Sunday 17 June 2007

The dark side of the tribe

A few days ago another horrific story about honour killing went through the news.

Those terrible events haunt us not only for the murder but also because they confront society with the dark reality hiding behind the romantic image of the tribe.

From sports to the construed glory of indigenous society, when it comes to the tribe the West likes to see in such demographics the opportunity to re-live its own mythical past. The ambience of close relationships, immovable customs, and a value system unencumbered by outsiders are perceived as a comfort zone we in our seemingly unnatural sophistication have lost long ago.

A classic symptom of selective memory. What is conveniently forgotten are personal ties that are inviolable, rigid laws that must never be broken, and the veil of secrecy protecting wrong-doers at any cost.

There is a reason why large-scale societies have left such prisons behind. The more people there are subsuming themselves under a common law, the more open and more accountable such a framework will need to be. The sheer volume and dynamism demands it.

The relationship can be turned around quite easily. A society that cannot manage to overcome traditional idiosyncrasies will not be able to extend its reach since its parts will stay bound to their respective customs; overall harmony remains elusive.

Societies can be seen as systems, and so their definition relies on identifiable common denominators. Hence there are systems within systems, institutions, organisations, and groups; all situated within the greater whole but equally cultivating the similarities of their members.

Should any such entity revert back to a cloistered existence its relationship with the wider realm becomes endangered. Queensland has provided us with examples - years ago it was the entire state government under Joh Bjelke-Petersen that actively hunted down dissidents, more recently we had the health system which tried to silence those that spoke out against its transgressions.

And always it was the value system of the tribe held above all else; submit to the group, play along, don't speak to outsiders lest you get punished.

The affair surrounding Griffith reveals another version. In the West universities achieved a degree of autonomy grown out of the desire to protect our places of learning against the vicissitudes of religion and politics. They were meant to be a sanctuary from ideological persecution and the hysteria of the driven masses. Yet as human activity systems they are equally not immune to tribal machinations, should the opportunity arise. To misuse something of value is a form of decadence.

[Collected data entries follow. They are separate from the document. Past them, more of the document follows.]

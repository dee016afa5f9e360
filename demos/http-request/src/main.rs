//! Example job type `"http.request"`: makes an outbound HTTP request on
//! the caller's behalf and returns a preview of the response.
//!
//! Payload/result shapes and the SSRF allowlist/blocklist follow the
//! reference `http_request` connector this deployment replaces; the
//! implementation itself is ordinary `reqwest`, not a port of that code.

use std::net::IpAddr;
use std::time::{Duration, Instant};

use async_trait::async_trait;
use clap::Parser;
use jobforge_core::{HandlerError, HandlerRegistry, JobContext, JobHandler};
use jobforge_worker::cli::Cli;
use serde::{Deserialize, Serialize};

const BLOCKED_HOSTS: &[&str] = &["localhost", "0.0.0.0", "169.254.169.254", "metadata.google.internal"];
const MAX_BODY_PREVIEW: usize = 1_000_000;

#[derive(Debug, Deserialize)]
struct HttpRequestPayload {
    url: String,
    #[serde(default = "default_method")]
    method: String,
    #[serde(default)]
    headers: std::collections::HashMap<String, String>,
    #[serde(default)]
    body: Option<serde_json::Value>,
    #[serde(default = "default_timeout_ms")]
    timeout_ms: u64,
    #[serde(default)]
    allowlist: Vec<String>,
}

fn default_method() -> String {
    "GET".to_string()
}

fn default_timeout_ms() -> u64 {
    30_000
}

#[derive(Debug, Serialize)]
struct HttpRequestResult {
    status: u16,
    duration_ms: u64,
    response_body_preview: String,
    success: bool,
}

fn validate_url(url: &str, allowlist: &[String]) -> Result<(), String> {
    let parsed = url::Url::parse(url).map_err(|e| format!("invalid url: {e}"))?;
    let host = parsed
        .host_str()
        .ok_or_else(|| "url has no host".to_string())?;

    if BLOCKED_HOSTS.contains(&host) {
        return Err(format!("blocked host: {host}"));
    }
    if let Ok(ip) = host.parse::<IpAddr>() {
        if is_private(ip) {
            return Err(format!("private ip address not allowed: {host}"));
        }
    }
    if !allowlist.is_empty() && !allowlist.iter().any(|pattern| host_matches(host, pattern)) {
        return Err(format!("host not in allowlist: {host}"));
    }
    Ok(())
}

fn is_private(ip: IpAddr) -> bool {
    match ip {
        IpAddr::V4(v4) => v4.is_private() || v4.is_loopback() || v4.is_link_local(),
        IpAddr::V6(v6) => v6.is_loopback(),
    }
}

fn host_matches(host: &str, pattern: &str) -> bool {
    if let Some(suffix) = pattern.strip_prefix('*') {
        host.ends_with(suffix)
    } else {
        host == pattern || host.ends_with(&format!(".{pattern}"))
    }
}

struct HttpRequestHandler {
    client: reqwest::Client,
}

#[async_trait]
impl JobHandler for HttpRequestHandler {
    async fn handle(
        &self,
        payload: serde_json::Value,
        _ctx: JobContext,
    ) -> Result<serde_json::Value, HandlerError> {
        let payload: HttpRequestPayload = serde_json::from_value(payload)
            .map_err(|e| HandlerError::terminal(format!("invalid payload: {e}")))?;

        validate_url(&payload.url, &payload.allowlist)
            .map_err(HandlerError::terminal)?;

        let method: reqwest::Method = payload
            .method
            .parse()
            .map_err(|_| HandlerError::terminal(format!("unsupported method: {}", payload.method)))?;

        let mut request = self
            .client
            .request(method.clone(), &payload.url)
            .timeout(Duration::from_millis(payload.timeout_ms));
        for (key, value) in &payload.headers {
            request = request.header(key, value);
        }
        if method != reqwest::Method::GET && method != reqwest::Method::HEAD {
            if let Some(body) = &payload.body {
                request = request.json(body);
            }
        }

        let start = Instant::now();
        let response = request
            .send()
            .await
            .map_err(|e| HandlerError::retryable(format!("request failed: {e}")))?;
        let status = response.status();
        let body_text = response
            .text()
            .await
            .map_err(|e| HandlerError::retryable(format!("failed to read response body: {e}")))?;
        let duration_ms = start.elapsed().as_millis() as u64;

        let response_body_preview = if body_text.len() > MAX_BODY_PREVIEW {
            format!("{}... (truncated)", &body_text[..MAX_BODY_PREVIEW])
        } else {
            body_text
        };

        let result = HttpRequestResult {
            status: status.as_u16(),
            duration_ms,
            response_body_preview,
            success: status.is_success(),
        };
        serde_json::to_value(result).map_err(|e| HandlerError::terminal(e.to_string()))
    }
}

#[tokio::main]
async fn main() {
    jobforge_worker::logging::init();
    let cli = Cli::parse();
    let app = match jobforge_worker::config::load_from_env() {
        Ok(app) => app,
        Err(err) => {
            tracing::error!(error = %err, "configuration error");
            std::process::exit(jobforge_worker::EXIT_CONFIG_ERROR);
        }
    };

    let registry = HandlerRegistry::builder()
        .register(
            "http.request",
            HttpRequestHandler {
                client: reqwest::Client::new(),
            },
            Duration::from_secs(35),
            3,
        )
        .expect("single registration cannot collide")
        .build();

    if let Err(err) = jobforge_worker::run(cli, app, registry).await {
        tracing::error!(error = %err, "worker exited unexpectedly");
        std::process::exit(jobforge_worker::EXIT_CRASH);
    }
}

#[cfg(test)]
mod tests {
    use super::*;

    #[test]
    fn rejects_loopback_and_metadata_hosts() {
        assert!(validate_url("http://127.0.0.1/", &[]).is_err());
        assert!(validate_url("http://169.254.169.254/latest", &[]).is_err());
    }

    #[test]
    fn allows_public_host_with_empty_allowlist() {
        assert!(validate_url("https://example.com/resource", &[]).is_ok());
    }

    #[test]
    fn enforces_allowlist_when_present() {
        assert!(validate_url("https://example.com", &["api.example.com".to_string()]).is_err());
        assert!(validate_url("https://api.example.com", &["api.example.com".to_string()]).is_ok());
        assert!(validate_url("https://foo.example.com", &["*.example.com".to_string()]).is_ok());
    }
}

On the advice of Queensland Education Dr Richard Armour, the Academic Registrar at Griffith University, was presented with the case. His response? The same old whitewash dished out so many times before. No new information had been provided he claimed, when in fact the questionable selection of the thesis' examiners was mentioned for the first time. In his view the evaluation should stand, when in fact the points raised by myself had not been examined. How could they have been, unless one assumes the presence or otherwise of text written in black and white was actually some form of hallucination on my part. Should I submit to a test, to ascertain whether I am capable of parsing sentences and processing their content?

Or had Dr Armour's examination of the case been nothing more than talking to a select few, relying on their assurances that everything is just fine? Never mind the glaring detail, if only there is the will to look through the veil.

It's the tribe all over again: submit, play along, don't say anything. After all, it worked for the Kurds, didn't it?